### [WHAT THE TASK ASKS]
Extract precisely the lines of the entries below, from the first line through the line containing "(floor 0), remove".

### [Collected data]
//! Status effect lifecycle: turn-start and turn-end processing plus the
//! damage and aggro hooks consulted during combat.
//!
//! Turn start, in order:
//! 1. Anticipate: spend one short action point (floor 0), remove
//! 2. Prepare: bonus energy and mana of max(1, round(max × prepare_bonus)), remove
//! 3. Protect, Hide: remove
//!
//! Turn end: every timed effect counts down once and expires at zero.

use super::StatusEffectInstance;
use crate::character::{BattleCharacter, CharacterId};
use crate::config::{AggroConstants, GameplayConfig, StatusConstants};
use crate::events::{BattleEvent, EventSink};
use crate::stats::{regen_amount, round_half_away};
use crate::types::StatusEffectType;

/// Attach an effect, replacing any instance of the same type
pub fn apply_effect(
    character: &mut BattleCharacter,
    id: CharacterId,
    effect: StatusEffectInstance,
    events: &mut dyn EventSink,
) {
    let (effect_type, value) = (effect.effect_type, effect.value);
    character.status_effects.add(effect);
    events.publish(&BattleEvent::StatusEffectApplied {
        target: id,
        effect: effect_type,
        value,
    });
}

/// Remove an effect if present, announcing the removal
pub fn remove_effect(
    character: &mut BattleCharacter,
    id: CharacterId,
    effect_type: StatusEffectType,
    events: &mut dyn EventSink,
) -> Option<StatusEffectInstance> {
    let removed = character.status_effects.remove(effect_type)?;
    events.publish(&BattleEvent::StatusEffectRemoved {
        target: id,
        effect: effect_type,
    });
    Some(removed)
}

/// Run the owner's turn-start hooks
pub fn process_turn_start(
    character: &mut BattleCharacter,
    id: CharacterId,
    config: &GameplayConfig,
    events: &mut dyn EventSink,
) {
    if remove_effect(character, id, StatusEffectType::Anticipate, events).is_some() {
        character.short_actions = character.short_actions.saturating_sub(1);
    }

    if remove_effect(character, id, StatusEffectType::Prepare, events).is_some() {
        let bonus = config.status.prepare_bonus;
        let energy = regen_amount(character.max_energy, bonus);
        let mana = regen_amount(character.max_mana, bonus);
        character.restore_energy(energy);
        character.restore_mana(mana);
        tracing::debug!(
            "{} prepared: +{} energy, +{} mana",
            character.name(),
            energy,
            mana
        );
    }

    remove_effect(character, id, StatusEffectType::Protect, events);
    remove_effect(character, id, StatusEffectType::Hide, events);
}

/// Run the owner's turn-end countdown
pub fn process_turn_end(character: &mut BattleCharacter, id: CharacterId, events: &mut dyn EventSink) {
    for effect in character.status_effects.tick() {
        events.publish(&BattleEvent::StatusEffectRemoved { target: id, effect });
    }
}

/// Incoming damage multiplier from Mark
pub fn mark_bonus(character: &BattleCharacter, constants: &StatusConstants) -> f64 {
    if character.status_effects.has(StatusEffectType::Mark) {
        1.0 + constants.mark_damage_bonus
    } else {
        1.0
    }
}

/// Damage after the Mark multiplier, rounded half away from zero
pub fn apply_mark_bonus(damage: u32, character: &BattleCharacter, constants: &StatusConstants) -> u32 {
    let multiplied = round_half_away(damage as f64 * mark_bonus(character, constants));
    multiplied.max(0) as u32
}

/// Soak damage into a Shield, if any. Returns the damage that gets through.
///
/// Damage up to the shield's value is fully absorbed and the shield shrinks.
/// Anything beyond breaks the shield and passes the excess on.
pub fn absorb_damage(
    character: &mut BattleCharacter,
    id: CharacterId,
    damage: u32,
    events: &mut dyn EventSink,
) -> u32 {
    let Some(shield) = character.status_effects.get_mut(StatusEffectType::Shield) else {
        return damage;
    };

    if damage <= shield.value {
        shield.value -= damage;
        return 0;
    }

    let excess = damage - shield.value;
    remove_effect(character, id, StatusEffectType::Shield, events);
    excess
}

/// Aggro weight multiplier. Protect wins over Hide.
pub fn aggro_modifier(character: &BattleCharacter, constants: &AggroConstants) -> f64 {
    if character.status_effects.has(StatusEffectType::Protect) {
        constants.protect_multiplier
    } else if character.status_effects.has(StatusEffectType::Hide) {
        constants.hide_multiplier
    } else {
        1.0
    }
}
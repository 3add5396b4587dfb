//! JsonLinesSink - One JSON object per event

use super::{BattleEvent, EventSink};
use std::io::Write;

/// Writes every event as a JSON line. Write failures are counted and traced,
/// never propagated into the battle.
pub struct JsonLinesSink<W: Write> {
    writer: W,
    failures: usize,
}

impl<W: Write> JsonLinesSink<W> {
    pub fn new(writer: W) -> Self {
        JsonLinesSink {
            writer,
            failures: 0,
        }
    }

    pub fn failures(&self) -> usize {
        self.failures
    }

    pub fn into_inner(self) -> W {
        self.writer
    }

    fn write_event(&mut self, event: &BattleEvent) -> std::io::Result<()> {
        serde_json::to_writer(&mut self.writer, event)?;
        self.writer.write_all(b"\n")
    }
}

impl<W: Write> EventSink for JsonLinesSink<W> {
    fn publish(&mut self, event: &BattleEvent) {
        if let Err(err) = self.write_event(event) {
            self.failures += 1;
            tracing::warn!("failed to write event: {}", err);
        }
    }
}
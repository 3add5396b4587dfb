//! Headless AI-vs-AI battle runs

use battle_core::{
    Battle, BattleEvent, BattleSetup, CharacterId, EventSink, GameplayConfig, JsonLinesSink,
};
use battle_core::types::{BattleState, TeamSide};
use rand::SeedableRng;
use rand_chacha::ChaCha8Rng;
use serde::Serialize;
use std::cell::RefCell;
use std::io::{self, Write};
use std::rc::Rc;

/// Hard stop for a battle that never resolves
const MAX_STEPS: usize = 100_000;

/// Forwards the combat log to `tracing`
pub struct TracingLog;

impl EventSink for TracingLog {
    fn publish(&mut self, event: &BattleEvent) {
        match event {
            BattleEvent::CombatLogMessage { text } => tracing::info!(target: "combat", "{}", text),
            BattleEvent::TurnOrderUpdated { round, active, remaining } => {
                tracing::debug!(
                    "round {}: {} acting, {} waiting",
                    round,
                    active,
                    remaining.len()
                );
            }
            _ => {}
        }
    }
}

/// Tallies what happened over a run
#[derive(Debug, Default)]
pub struct Tally {
    pub actions: usize,
    pub damage: u64,
    pub healing: u64,
    pub defeated: Vec<CharacterId>,
}

impl EventSink for Tally {
    fn publish(&mut self, event: &BattleEvent) {
        match event {
            BattleEvent::AbilityUsed { .. } => self.actions += 1,
            BattleEvent::DamageDealt { amount, .. } => self.damage += u64::from(*amount),
            BattleEvent::HealingReceived { amount, .. } => self.healing += u64::from(*amount),
            BattleEvent::CharacterDefeated { character } => self.defeated.push(*character),
            _ => {}
        }
    }
}

/// Result of one headless battle
#[derive(Debug, Clone, Serialize)]
pub struct SimulationSummary {
    pub seed: u64,
    pub outcome: BattleState,
    pub rounds: u32,
    pub actions: usize,
    pub total_damage: u64,
    pub total_healing: u64,
    pub defeated: usize,
    pub survivors: Vec<String>,
}

impl SimulationSummary {
    pub fn describe(&self) -> String {
        format!(
            "{:?} after {} rounds ({} actions, {} damage, {} healed, {} down). Survivors: {}",
            self.outcome,
            self.rounds,
            self.actions,
            self.total_damage,
            self.total_healing,
            self.defeated,
            if self.survivors.is_empty() {
                "none".to_string()
            } else {
                self.survivors.join(", ")
            }
        )
    }
}

/// Play `setup` to the end with both sides AI-driven
pub fn run_headless(
    setup: &BattleSetup,
    config: GameplayConfig,
    seed: u64,
    json: bool,
) -> io::Result<SimulationSummary> {
    let field = setup.build(&config);
    let tally = Rc::new(RefCell::new(Tally::default()));

    let mut battle = Battle::new(field, config, ChaCha8Rng::seed_from_u64(seed))
        .with_auto_players(true)
        .with_sink(TracingLog)
        .with_sink(Rc::clone(&tally));
    if json {
        battle.subscribe(JsonLinesSink::new(io::stdout()));
    }

    let outcome = battle.run(MAX_STEPS);
    if !outcome.is_terminal() {
        tracing::warn!("battle unresolved after {} steps", MAX_STEPS);
    }

    let survivors: Vec<String> = [TeamSide::Player, TeamSide::Enemy]
        .into_iter()
        .flat_map(|side| battle.field().living(side))
        .map(|id| battle.field().name(id).to_string())
        .collect();

    let tally = tally.borrow();
    let summary = SimulationSummary {
        seed,
        outcome,
        rounds: battle.round(),
        actions: tally.actions,
        total_damage: tally.damage,
        total_healing: tally.healing,
        defeated: tally.defeated.len(),
        survivors,
    };

    if json {
        let mut stdout = io::stdout().lock();
        serde_json::to_writer(&mut stdout, &summary)?;
        stdout.write_all(b"\n")?;
    }

    Ok(summary)
}

#[cfg(test)]
mod tests {
    use super::*;
    use battle_core::config::default_battle_setup;

    #[test]
    fn test_headless_run_finishes() {
        let summary = run_headless(&default_battle_setup(), GameplayConfig::default(), 3, false).unwrap();
        assert!(summary.outcome.is_terminal());
        assert!(summary.rounds >= 1);
        assert!(summary.actions > 0);
        assert!(!summary.survivors.is_empty());
    }

    #[test]
    fn test_same_seed_same_summary() {
        let a = run_headless(&default_battle_setup(), GameplayConfig::default(), 8, false).unwrap();
        let b = run_headless(&default_battle_setup(), GameplayConfig::default(), 8, false).unwrap();
        assert_eq!(a.outcome, b.outcome);
        assert_eq!(a.rounds, b.rounds);
        assert_eq!(a.total_damage, b.total_damage);
    }

    #[test]
    fn test_tally_counts_events() {
        let mut tally = Tally::default();
        tally.publish(&BattleEvent::DamageDealt {
            target: CharacterId::enemy(0),
            amount: 7,
            damage_type: battle_core::types::DamageType::Physical,
        });
        tally.publish(&BattleEvent::CharacterDefeated {
            character: CharacterId::enemy(0),
        });
        assert_eq!(tally.damage, 7);
        assert_eq!(tally.defeated, vec![CharacterId::enemy(0)]);
    }
}
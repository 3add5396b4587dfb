//! Battle setup loading - who fights, and where they stand

use super::ConfigError;
use crate::ability::AbilityData;
use crate::battle::Battlefield;
use crate::character::BattleCharacter;
use crate::config::GameplayConfig;
use crate::roster;
use crate::types::{CharacterClass, EnemyType, GridColumn, GridRow, TeamSide};
use serde::{Deserialize, Serialize};
use std::collections::HashMap;
use std::path::Path;
use std::sync::Arc;

/// What a party member is built from
#[derive(Debug, Clone, Copy, PartialEq, Eq, Serialize, Deserialize)]
#[serde(rename_all = "snake_case")]
pub enum MemberKind {
    Class(CharacterClass),
    Enemy(EnemyType),
}

/// One participant of a battle
#[derive(Debug, Clone, PartialEq, Serialize, Deserialize)]
pub struct MemberConfig {
    /// Display name. Class members need one; enemies default to their kind's name.
    #[serde(default)]
    pub name: Option<String>,
    pub kind: MemberKind,
    #[serde(default)]
    pub row: GridRow,
    #[serde(default)]
    pub column: GridColumn,
    /// Extra abilities from the ability library, appended after the kind's own
    #[serde(default)]
    pub abilities: Vec<String>,
}

/// Both parties of an encounter
#[derive(Debug, Clone, PartialEq, Serialize, Deserialize)]
pub struct BattleSetup {
    pub players: Vec<MemberConfig>,
    pub enemies: Vec<MemberConfig>,
    #[serde(skip)]
    library: HashMap<String, AbilityData>,
}

impl BattleSetup {
    /// Load a setup from a TOML file
    pub fn load(path: &Path) -> Result<Self, ConfigError> {
        let setup: BattleSetup = super::load_toml(path)?;
        setup.validate()?;
        Ok(setup)
    }

    /// Parse a setup from a TOML string
    pub fn parse(content: &str) -> Result<Self, ConfigError> {
        let setup: BattleSetup = super::parse_toml(content)?;
        setup.validate()?;
        Ok(setup)
    }

    /// Both sides need at least one member, and class members need a name
    pub fn validate(&self) -> Result<(), ConfigError> {
        if self.players.is_empty() || self.enemies.is_empty() {
            return Err(ConfigError::ValidationError(
                "both parties need at least one member".to_string(),
            ));
        }

        for member in self.players.iter().chain(self.enemies.iter()) {
            if matches!(member.kind, MemberKind::Class(_)) && member.name.is_none() {
                return Err(ConfigError::ValidationError(format!(
                    "{:?} member is missing a name",
                    member.kind
                )));
            }
        }

        Ok(())
    }

    /// Attach an ability library. Every ability a member names must be in it.
    pub fn with_ability_library(
        mut self,
        library: HashMap<String, AbilityData>,
    ) -> Result<Self, ConfigError> {
        for member in self.players.iter().chain(self.enemies.iter()) {
            if let Some(missing) = member.abilities.iter().find(|name| !library.contains_key(*name)) {
                return Err(ConfigError::ValidationError(format!(
                    "{} references unknown ability '{}'",
                    member.name.as_deref().unwrap_or("enemy"),
                    missing
                )));
            }
        }

        self.library = library;
        Ok(self)
    }

    /// Build the runtime battlefield for this setup
    pub fn build(&self, config: &GameplayConfig) -> Battlefield {
        let players = self
            .players
            .iter()
            .map(|m| build_member(m, TeamSide::Player, &self.library, config))
            .collect();
        let enemies = self
            .enemies
            .iter()
            .map(|m| build_member(m, TeamSide::Enemy, &self.library, config))
            .collect();
        Battlefield::new(players, enemies)
    }
}

fn build_member(
    member: &MemberConfig,
    side: TeamSide,
    library: &HashMap<String, AbilityData>,
    config: &GameplayConfig,
) -> BattleCharacter {
    let data = match member.kind {
        MemberKind::Class(class) => {
            let name = member.name.as_deref().unwrap_or("Adventurer");
            roster::create_character(name, class)
        }
        MemberKind::Enemy(kind) => {
            let mut data = roster::create_enemy(kind);
            if let Some(name) = &member.name {
                data.name = name.clone();
            }
            data
        }
    };

    let mut extras = Vec::with_capacity(member.abilities.len());
    for name in &member.abilities {
        match library.get(name) {
            Some(ability) => extras.push(ability.clone()),
            None => tracing::warn!("{}: ability '{}' not in library, skipped", data.name, name),
        }
    }
    let data = data.with_abilities(extras);

    BattleCharacter::new(Arc::new(data), side, member.row, member.column, config)
}

/// Get the bundled encounter
pub fn default_battle_setup() -> BattleSetup {
    let toml = include_str!("../../config/battle.toml");
    BattleSetup::parse(toml).unwrap_or_else(|_| BattleSetup {
        players: vec![MemberConfig {
            name: Some("Aldric".to_string()),
            kind: MemberKind::Class(CharacterClass::Warrior),
            row: GridRow::Front,
            column: GridColumn::Left,
            abilities: Vec::new(),
        }],
        enemies: vec![MemberConfig {
            name: None,
            kind: MemberKind::Enemy(EnemyType::Ratman),
            row: GridRow::Front,
            column: GridColumn::Left,
            abilities: Vec::new(),
        }],
        library: HashMap::new(),
    })
}

#[cfg(test)]
mod tests {
    use super::*;
    use crate::config::parse_ability_configs;
    use crate::types::TargetType;

    #[test]
    fn test_default_setup_loads_all() {
        let setup = default_battle_setup();
        assert_eq!(setup.players.len(), 4);
        assert_eq!(setup.enemies.len(), 4);
        assert_eq!(setup.players[0].name.as_deref(), Some("Aldric"));
        assert_eq!(setup.players[3].kind, MemberKind::Class(CharacterClass::Priest));
        assert_eq!(setup.enemies[2].kind, MemberKind::Enemy(EnemyType::GoblinArcher));
        assert_eq!(setup.enemies[3].row, GridRow::Back);
    }

    #[test]
    fn test_parse_setup() {
        let toml = r#"
[[players]]
name = "Vex"
kind = { class = "wizard" }
row = "back"

[[enemies]]
name = "Big Horns"
kind = { enemy = "minotaur" }
"#;

        let setup = BattleSetup::parse(toml).unwrap();
        assert_eq!(setup.players[0].column, GridColumn::Left);
        assert_eq!(setup.players[0].row, GridRow::Back);

        let field = setup.build(&GameplayConfig::default());
        assert_eq!(field.players().len(), 1);
        assert_eq!(field.enemies()[0].name(), "Big Horns");
        assert_eq!(field.enemies()[0].side, TeamSide::Enemy);
    }

    const LIBRARY: &str = r#"
[[abilities]]
name = "Fireball"
mana_cost = 6
damage_type = "magical"
element = "fire"
base_power = 9
target_type = "all_enemies"
"#;

    const LEARNED: &str = r#"
[[players]]
name = "Vex"
kind = { class = "warrior" }
abilities = ["Fireball"]

[[players]]
name = "Bram"
kind = { class = "warrior" }
column = "right"

[[enemies]]
kind = { enemy = "ratman" }
"#;

    #[test]
    fn test_members_learn_library_abilities() {
        let library = parse_ability_configs(LIBRARY).unwrap();
        let setup = BattleSetup::parse(LEARNED)
            .unwrap()
            .with_ability_library(library)
            .unwrap();
        assert_eq!(setup.players[0].abilities, vec!["Fireball".to_string()]);
        assert!(setup.players[1].abilities.is_empty());

        let field = setup.build(&GameplayConfig::default());
        let vex = field.players()[0].action_menu();
        let bram = field.players()[1].action_menu();
        assert_eq!(vex.len(), bram.len() + 1);

        let fireball = vex.last().unwrap();
        assert_eq!(fireball.name, "Fireball");
        assert_eq!(fireball.target_type, TargetType::AllEnemies);
        assert_eq!(bram.last().map(|a| a.name.as_str()), Some("Hide"));
    }

    #[test]
    fn test_rejects_unknown_library_ability() {
        let library = parse_ability_configs(LIBRARY).unwrap();
        let toml = LEARNED.replace("Fireball", "Meteor");
        let result = BattleSetup::parse(&toml).unwrap().with_ability_library(library);

        assert!(matches!(result, Err(ConfigError::ValidationError(msg)) if msg.contains("Meteor")));
    }

    #[test]
    fn test_unattached_library_names_are_skipped() {
        let field = BattleSetup::parse(LEARNED)
            .unwrap()
            .build(&GameplayConfig::default());

        let players = field.players();
        assert_eq!(players[0].action_menu().len(), players[1].action_menu().len());
    }

    #[test]
    fn test_rejects_empty_party() {
        let toml = r#"
players = []

[[enemies]]
kind = { enemy = "ratman" }
"#;

        assert!(matches!(
            BattleSetup::parse(toml),
            Err(ConfigError::ValidationError(_))
        ));
    }

    #[test]
    fn test_rejects_unnamed_class_member() {
        let toml = r#"
[[players]]
kind = { class = "rogue" }

[[enemies]]
kind = { enemy = "ratman" }
"#;

        assert!(BattleSetup::parse(toml).is_err());
    }
}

### [WRITTEN ANSWER]
//! Status effect lifecycle: turn-start and turn-end processing plus the
//! damage and aggro hooks consulted during combat.
//!
//! Turn start, in order:
//! 1. Anticipate: spend one short action point (floor 0), remove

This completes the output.